━━━━━ DATA TO USE
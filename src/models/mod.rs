//! Core data models for the image upload and thumbnail service.
//!
//! These value types enforce the invariants the handlers rely on: image
//! formats are detected from content rather than filename, storage keys
//! always have the `{owner_id}/{image_id}.{ext}` shape, and stored-object
//! metadata serializes naturally as JSON via `serde`.

pub mod image;
pub mod key;
pub mod object;
//! Health & readiness handlers.
//!
//! - GET /healthz  -> simple liveness ("ok")
//! - GET /readyz   -> readiness that checks disk I/O and the generation queue

use crate::state::AppState;
use axum::{Json, extract::State, http::StatusCode, response::IntoResponse};
use serde::Serialize;
use std::collections::HashMap;
use tokio::fs;
use uuid::Uuid;

/// `GET /healthz`
///
/// Very small liveness probe — always returns 200 OK with a plain JSON body.
/// This endpoint should be cheap and never perform I/O.
pub async fn healthz() -> impl IntoResponse {
    (
        StatusCode::OK,
        Json(HealthResponse {
            status: "ok".into(),
        }),
    )
}

/// `GET /readyz`
///
/// Readiness probe that:
/// 1. Performs a best-effort write/read/delete against the storage root.
/// 2. Verifies the generation queue still has a live consumer.
///
/// Returns JSON describing each check. HTTP 200 when all checks pass,
/// HTTP 503 when any check fails.
pub async fn readyz(State(state): State<AppState>) -> impl IntoResponse {
    // 1) Disk write/read/delete check (use a temp file under the store root)
    let tmp_path = state
        .store
        .base_path()
        .join(format!(".readyz-{}", Uuid::new_v4()));
    let disk_check = match fs::write(&tmp_path, b"readyz").await {
        Ok(_) => match fs::read(&tmp_path).await {
            Ok(bytes) => {
                if bytes == b"readyz" {
                    // try to remove the temp file; report if removal fails
                    match fs::remove_file(&tmp_path).await {
                        Ok(_) => (true, None::<String>),
                        Err(e) => (true, Some(format!("could not remove tmp file: {}", e))),
                    }
                } else {
                    let _ = fs::remove_file(&tmp_path).await;
                    (false, Some("file content mismatch".to_string()))
                }
            }
            Err(e) => {
                let _ = fs::remove_file(&tmp_path).await;
                (false, Some(format!("could not read tmp file: {}", e)))
            }
        },
        Err(e) => (false, Some(format!("could not write tmp file: {}", e))),
    };

    // 2) Queue check — the worker owns the receiving half for the whole
    // process lifetime, so a closed channel means it is gone.
    let queue_check = if state.queue.is_open() {
        (true, None::<String>)
    } else {
        (false, Some("generation queue is closed".to_string()))
    };

    let disk_ok = disk_check.0;
    let queue_ok = queue_check.0;
    let overall_ok = disk_ok && queue_ok;

    let mut checks = HashMap::new();
    checks.insert(
        "disk",
        CheckStatus {
            ok: disk_ok,
            error: disk_check.1,
        },
    );
    checks.insert(
        "queue",
        CheckStatus {
            ok: queue_ok,
            error: queue_check.1,
        },
    );

    let body = ReadyResponse {
        status: if overall_ok {
            "ok".into()
        } else {
            "error".into()
        },
        checks,
    };

    let status = if overall_ok {
        StatusCode::OK
    } else {
        StatusCode::SERVICE_UNAVAILABLE
    };
    (status, Json(body))
}

#[derive(Serialize)]
struct HealthResponse {
    status: String,
}

#[derive(Serialize)]
struct ReadyResponse {
    status: String,
    checks: HashMap<&'static str, CheckStatus>,
}

#[derive(Serialize)]
struct CheckStatus {
    ok: bool,
    error: Option<String>,
}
━━━━━━━━━━
WHAT TO DO: Across all the records above, find each line with "probe" in it and copy it.

ANSWER:
/// Very small liveness probe — always returns 200 OK with a plain JSON body.
/// Readiness probe that:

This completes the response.